Outsider’s kits are easily adaptable to target various brokerage platforms, exploiting weaknesses in their multi-factor authentication systems. For example, schwab offers clients the option to receive one-time codes via text message, a method easily compromised through phishing.
schwab has acknowledged the threat and has been communicating with clients about the risks, actively monitoring for suspicious activity and implementing measures to mitigate the attacks. Fidelity and Vanguard also offer similar authentication options, all of which are potentially vulnerable to phishing.
Pro Tip:
Consider enabling hardware security keys for your brokerage account, as these offer a more robust form of multi-factor authentication that is resistant to phishing.
Why is this happening now?
Merrill believes the success of this scheme lies in its ability to decouple the fraudulent activity from the perpetrators. They can purchase shares on Chinese exchanges, inflate the price, and profit without leaving a clear trail back to themselves.
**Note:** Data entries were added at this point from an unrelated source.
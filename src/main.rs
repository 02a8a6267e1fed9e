use std::sync::{Arc, Mutex};

use tracing_subscriber::EnvFilter;

use consultdesk::config::AppConfig;
use consultdesk::db;
use consultdesk::routes;
use consultdesk::services::auth;
use consultdesk::services::email::resend::ResendProvider;
use consultdesk::services::storage::ObjectStorage;
use consultdesk::state::AppState;

#[tokio::main]
async fn main() -> anyhow::Result<()> {
    let _ = dotenvy::dotenv();

    tracing_subscriber::fmt()
        .with_env_filter(EnvFilter::try_from_default_env().unwrap_or_else(|_| "info".into()))
        .init();

    let config = AppConfig::from_env();

    let conn = db::init_db(&config.database_url)?;
    auth::ensure_admin(&conn, &config.admin_username, &config.admin_password)?;

    if config.resend_api_key.is_empty() {
        tracing::warn!("RESEND_API_KEY not set, outgoing emails will fail");
    }
    let email = ResendProvider::new(config.resend_api_key.clone());

    let storage = ObjectStorage::new(&config.storage_dir, &config.public_url);
    tracing::info!("storing uploads under {}", storage.root().display());

    let state = Arc::new(AppState {
        db: Arc::new(Mutex::new(conn)),
        config: config.clone(),
        email: Box::new(email),
        storage,
    });

    let app = routes::router(state);

    let addr = format!("0.0.0.0:{}", config.port);
    tracing::info!("starting server on {addr}");

    let listener = tokio::net::TcpListener::bind(&addr).await?;
    axum::serve(listener, app).await?;

    Ok(())
}
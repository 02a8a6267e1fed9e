use chrono::NaiveDateTime;
use serde::{Deserialize, Serialize};

#[derive(Debug, Clone, Serialize, Deserialize)]
pub struct StaticText {
    pub id: String,
    pub key: String,
    pub value: String,
    pub section: String,
    pub created_at: NaiveDateTime,
    pub updated_at: NaiveDateTime,
}
use std::sync::atomic::{AtomicBool, Ordering};
use std::sync::{Arc, Mutex};

use async_trait::async_trait;
use axum::body::Body;
use axum::http::{header, Request, StatusCode};
use axum::Router;
use chrono::{Datelike, Duration, NaiveDate};
use tower::ServiceExt;

use consultdesk::config::AppConfig;
use consultdesk::db::{self, queries};
use consultdesk::models::{Reservation, ReservationStatus, WorkingHour};
use consultdesk::routes;
use consultdesk::services::auth;
use consultdesk::services::email::{EmailMessage, EmailProvider};
use consultdesk::services::local_now;
use consultdesk::services::storage::ObjectStorage;
use consultdesk::state::AppState;

// ── Mock Providers ──

#[derive(Clone, Default)]
struct MockEmail {
    sent: Arc<Mutex<Vec<EmailMessage>>>,
    failing: Arc<AtomicBool>,
}

#[async_trait]
impl EmailProvider for MockEmail {
    async fn send(&self, message: &EmailMessage) -> anyhow::Result<serde_json::Value> {
        if self.failing.load(Ordering::SeqCst) {
            anyhow::bail!("provider unavailable");
        }
        self.sent.lock().unwrap().push(message.clone());
        Ok(serde_json::json!({"id": "mock-email-id"}))
    }
}

// ── Helpers ──

const ADMIN_USER: &str = "iva";
const ADMIN_PASSWORD: &str = "tajne-heslo";

fn test_config() -> AppConfig {
    AppConfig {
        port: 3000,
        database_url: ":memory:".to_string(),
        storage_dir: String::new(),
        public_url: "http://localhost:3000".to_string(),
        site_url: "https://www.jirakovaiva.cz/".to_string(),
        admin_url: "https://www.jirakovaiva.cz/admin".to_string(),
        admin_username: ADMIN_USER.to_string(),
        admin_password: ADMIN_PASSWORD.to_string(),
        session_ttl_hours: 24,
        cookie_secure: false,
        resend_api_key: String::new(),
        email_from_reservations: "Rezervace <info@jirakovaiva.cz>".to_string(),
        email_from_registrations: "Registrace <info@jirakovaiva.cz>".to_string(),
        email_from_contact: "Kontakt <info@jirakovaiva.cz>".to_string(),
        owner_email: "owner@jirakovaiva.cz".to_string(),
        contact_email: "info@jirakovaiva.cz".to_string(),
        notify_on_approve: true,
    }
}

struct TestApp {
    app: Router,
    state: Arc<AppState>,
    email: MockEmail,
    _storage_dir: tempfile::TempDir,
}
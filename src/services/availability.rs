use chrono::{NaiveDate, NaiveDateTime, Timelike};
use rusqlite::Connection;

use crate::db::queries;
use crate::models::working_hour::{parse_time, weekday_of};
use crate::models::{WorkingHour, SLOT_TIMES};

/// Bookable slot labels for `date`, ascending.
///
/// A slot is offered when its hour lies in `[start_hour, end_hour)` of the
/// weekday's working hours, no confirmed reservation holds it, and it starts
/// strictly after `now`. A slot starting exactly at `now` is already past.
pub fn available_slots(
    date: NaiveDate,
    now: NaiveDateTime,
    working_hour: Option<&WorkingHour>,
    confirmed_times: &[String],
) -> Vec<String> {
    if date < now.date() {
        return Vec::new();
    }

    let Some((start_hour, end_hour)) = working_hour.and_then(WorkingHour::open_hours) else {
        return Vec::new();
    };

    SLOT_TIMES
        .iter()
        .filter_map(|label| {
            let time = parse_time(label).ok()?;
            let hour = time.hour();
            if hour < start_hour || hour >= end_hour {
                return None;
            }
            if confirmed_times.iter().any(|t| t == label) {
                return None;
            }
            if date == now.date() && date.and_time(time) <= now {
                return None;
            }
            Some(label.to_string())
        })
        .collect()
}

/// Loads the weekday template and confirmed bookings for `date` and computes its slots.
pub fn slots_for_date(
    conn: &Connection,
    date: NaiveDate,
    now: NaiveDateTime,
) -> anyhow::Result<Vec<String>> {
    if date < now.date() {
        return Ok(Vec::new());
    }
    let working_hour = queries::get_working_hour(conn, weekday_of(date))?;
    let confirmed = queries::confirmed_times_on(conn, &date)?;
    Ok(available_slots(date, now, working_hour.as_ref(), &confirmed))
}

/// Weekdays explicitly switched off in the template, for greying out the booking calendar.
pub fn closed_weekdays(conn: &Connection) -> anyhow::Result<Vec<u8>> {
    Ok(queries::list_working_hours(conn)?
        .into_iter()
        .filter(|wh| !wh.enabled)
        .map(|wh| wh.weekday)
        .collect())
}
use chrono::{NaiveDate, NaiveDateTime};
use rusqlite::Connection;
use serde::Serialize;
use validator::Validate;

use crate::db::queries;
use crate::errors::AppError;
use crate::models::reservation::is_known_slot;
use crate::models::{NewReservation, Reservation, ReservationStatus, Transition};
use crate::services::{availability, local_now, notifications};
use crate::state::AppState;

#[derive(Debug, Serialize)]
pub struct ReservationOutcome {
    pub reservation: Reservation,
    pub email_sent: bool,
}

fn load(conn: &Connection, id: &str) -> Result<Reservation, AppError> {
    queries::get_reservation(conn, id)?
        .ok_or_else(|| AppError::NotFound(format!("reservation {id}")))
}

fn check(transition: Transition, from: ReservationStatus) -> Result<ReservationStatus, AppError> {
    transition.apply(from).ok_or(AppError::InvalidTransition {
        action: transition.name(),
        from,
    })
}

fn slot_taken() -> AppError {
    AppError::Conflict("Vybraný termín již není volný".to_string())
}

/// Maps a hit on the confirmed-slot unique index to a conflict.
fn unique_slot_violation(err: anyhow::Error) -> AppError {
    let is_constraint = err
        .downcast_ref::<rusqlite::Error>()
        .and_then(rusqlite::Error::sqlite_error_code)
        == Some(rusqlite::ErrorCode::ConstraintViolation);
    if is_constraint {
        slot_taken()
    } else {
        AppError::Internal(err)
    }
}

fn required_reason(reason: &str) -> Result<&str, AppError> {
    let reason = reason.trim();
    if reason.is_empty() {
        return Err(AppError::field("reason", "Důvod je povinný"));
    }
    Ok(reason)
}

/// Validates the form and inserts a pending reservation, re-checking the slot
/// inside the same transaction.
pub fn create_pending(
    conn: &Connection,
    form: NewReservation,
    now: NaiveDateTime,
) -> Result<Reservation, AppError> {
    let form = form.normalized();
    form.validate()?;

    let date = NaiveDate::parse_from_str(&form.date, "%Y-%m-%d")
        .map_err(|_| AppError::field("date", "Neplatné datum"))?;
    if !is_known_slot(&form.time) {
        return Err(AppError::field("time", "Neplatný čas"));
    }

    let tx = conn.unchecked_transaction()?;
    let slots = availability::slots_for_date(&tx, date, now)?;
    if !slots.contains(&form.time) {
        return Err(slot_taken());
    }

    let reservation = Reservation {
        id: uuid::Uuid::new_v4().to_string(),
        first_name: form.first_name,
        last_name: form.last_name,
        email: form.email,
        phone: form.phone,
        date,
        time: form.time,
        status: ReservationStatus::Pending,
        reject_reason: None,
        created_at: now,
        updated_at: now,
    };
    queries::create_reservation(&tx, &reservation)?;
    tx.commit()?;

    tracing::info!(id = %reservation.id, date = %reservation.date, time = %reservation.time, "reservation created");
    Ok(reservation)
}

pub fn approve_pending(
    conn: &Connection,
    id: &str,
    now: NaiveDateTime,
) -> Result<Reservation, AppError> {
    let tx = conn.unchecked_transaction()?;
    let mut reservation = load(&tx, id)?;
    let next = check(Transition::Approve, reservation.status)?;

    if queries::is_slot_confirmed(&tx, &reservation.date, &reservation.time, Some(id))? {
        return Err(slot_taken());
    }
    queries::update_reservation_status(&tx, id, next, None, &now)
        .map_err(unique_slot_violation)?;
    tx.commit()?;

    reservation.status = next;
    reservation.updated_at = now;
    tracing::info!(id, "reservation approved");
    Ok(reservation)
}

/// Reject (from pending) and cancel (from confirmed) both end in `cancelled` with a reason.
pub fn close_with_reason(
    conn: &Connection,
    id: &str,
    transition: Transition,
    reason: &str,
    now: NaiveDateTime,
) -> Result<Reservation, AppError> {
    let reason = required_reason(reason)?;
    let mut reservation = load(conn, id)?;
    let next = check(transition, reservation.status)?;

    queries::update_reservation_status(conn, id, next, Some(reason), &now)?;

    reservation.status = next;
    reservation.reject_reason = Some(reason.to_string());
    reservation.updated_at = now;
    tracing::info!(id, action = transition.name(), "reservation closed");
    Ok(reservation)
}

pub fn delete_pending(conn: &Connection, id: &str) -> Result<(), AppError> {
    let reservation = load(conn, id)?;
    check(Transition::Delete, reservation.status)?;
    queries::delete_reservation(conn, id)?;
    tracing::info!(id, "reservation deleted");
    Ok(())
}

pub async fn create(state: &AppState, form: NewReservation) -> Result<ReservationOutcome, AppError> {
    let reservation = {
        let db = state.db()?;
        create_pending(&db, form, local_now())?
    };
    let email_sent = notifications::notify_owner(state, &reservation).await;
    Ok(ReservationOutcome {
        reservation,
        email_sent,
    })
}

pub async fn approve(state: &AppState, id: &str) -> Result<ReservationOutcome, AppError> {
    let reservation = {
        let db = state.db()?;
        approve_pending(&db, id, local_now())?
    };
    let email_sent = if state.config.notify_on_approve {
        notifications::notify_confirmed(state, &reservation).await
    } else {
        false
    };
    Ok(ReservationOutcome {
        reservation,
        email_sent,
    })
}

pub async fn reject(state: &AppState, id: &str, reason: &str) -> Result<ReservationOutcome, AppError> {
    close_and_notify(state, id, Transition::Reject, reason).await
}

pub async fn cancel_confirmed(
    state: &AppState,
    id: &str,
    reason: &str,
) -> Result<ReservationOutcome, AppError> {
    close_and_notify(state, id, Transition::CancelConfirmed, reason).await
}

async fn close_and_notify(
    state: &AppState,
    id: &str,
    transition: Transition,
    reason: &str,
) -> Result<ReservationOutcome, AppError> {
    let reservation = {
        let db = state.db()?;
        close_with_reason(&db, id, transition, reason, local_now())?
    };
    let reason = reservation.reject_reason.as_deref().unwrap_or_default();
    let email_sent = notifications::notify_rejected(state, &reservation, reason).await;
    Ok(ReservationOutcome {
        reservation,
        email_sent,
    })
}

pub fn delete(state: &AppState, id: &str) -> Result<(), AppError> {
    let db = state.db()?;
    delete_pending(&db, id)
}
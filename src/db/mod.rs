pub mod migrations;
pub mod queries;

use anyhow::Context;
use rusqlite::Connection;

pub fn init_db(path: &str) -> anyhow::Result<Connection> {
    let conn = Connection::open(path).context("failed to open database")?;

    conn.execute_batch("PRAGMA journal_mode=WAL; PRAGMA foreign_keys=ON;")
        .context("failed to set database pragmas")?;

    migrations::run_migrations(&conn)?;

    Ok(conn)
}
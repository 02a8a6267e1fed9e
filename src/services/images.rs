//! News photos are stored as WebP scaled down to the landing page layout.

use anyhow::Context;
use fast_image_resize::images::Image;
use fast_image_resize::{PixelType, Resizer};
use image::codecs::webp::WebPEncoder;
use image::{ColorType, DynamicImage, ImageEncoder};

pub const MAX_WIDTH: u32 = 1200;
pub const MAX_HEIGHT: u32 = 800;
pub const WEBP_EXTENSION: &str = "webp";

/// Landscape images are capped by width, portrait and square ones by height.
pub fn target_size(width: u32, height: u32) -> (u32, u32) {
    let scale = |side: u32, limit: u32, whole: u32| -> u32 {
        ((f64::from(side) * f64::from(limit)) / f64::from(whole)).round().max(1.0) as u32
    };
    if width > height {
        if width > MAX_WIDTH {
            return (MAX_WIDTH, scale(height, MAX_WIDTH, width));
        }
    } else if height > MAX_HEIGHT {
        return (scale(width, MAX_HEIGHT, height), MAX_HEIGHT);
    }
    (width, height)
}

/// Decodes any supported format, downsizes per `target_size` and re-encodes as WebP.
pub fn compress_to_webp(bytes: &[u8]) -> anyhow::Result<Vec<u8>> {
    let decoded = image::load_from_memory(bytes).context("failed to decode image")?;
    let src = DynamicImage::ImageRgba8(decoded.to_rgba8());
    let (width, height) = target_size(src.width(), src.height());

    let mut dst = Image::new(width, height, PixelType::U8x4);
    Resizer::new()
        .resize(&src, &mut dst, None)
        .context("failed to resize image")?;

    let mut out = Vec::new();
    WebPEncoder::new_lossless(&mut out)
        .write_image(dst.buffer(), width, height, ColorType::Rgba8.into())
        .context("failed to encode webp")?;
    Ok(out)
}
The use of artificial intelligence and large language models is also accelerating the development and deployment of these phishing kits.
“These guys are vibe coding stuff together and using LLMs to translate things or help put the user interface together,” Merrill said.”It’s only a matter of time before they start to integrate the LLMs into their development cycle to make it more rapid. The technologies they are building definitely have helped lower the barrier of entry for everyone.”
What steps can investors take to protect themselves from these evolving threats? How can brokerage firms strengthen their security measures to prevent these attacks?
Evergreen Context: The Evolving Landscape of Cybercrime
The shift in focus from credit card fraud to brokerage account manipulation highlights a broader trend in cybercrime: criminals are constantly adapting their tactics to exploit new vulnerabilities and maximize profits. The increasing sophistication of phishing kits, coupled with the widespread availability of tools like large language models, is lowering the barrier to entry for cybercriminals and making it more challenging to detect and prevent attacks. This underscores the importance of ongoing vigilance and proactive security measures for both individuals and financial institutions.
Frequently Asked Questions
- What is a ‘ramp and dump’ scheme? A fraudulent investment practice where criminals artificially inflate the price of a stock and then sell their shares for a profit, leaving other investors with losses.
- How are brokerage accounts being targeted? Through sophisticated phishing kits that steal login credentials and one-time authentication codes.
- Is my brokerage account safe? Brokerage firms are working to improve security, but vulnerabilities exist, particularly with SMS-based two-factor authentication.
- What is multi-factor authentication (MFA)? An extra layer of security that requires more than just a password to log in, such as a code sent to your phone.
- How can I protect myself from phishing? Be wary of unsolicited messages, verify the legitimacy of websites before entering your credentials, and consider using a hardware security key.
- What should I do if I suspect my account has been compromised? promptly contact your brokerage firm and change your password.
We hope this article has provided valuable insight into the emerging threat of ‘ramp and dump’ schemes targeting brokerage accounts. Stay informed, stay vigilant, and protect your investments.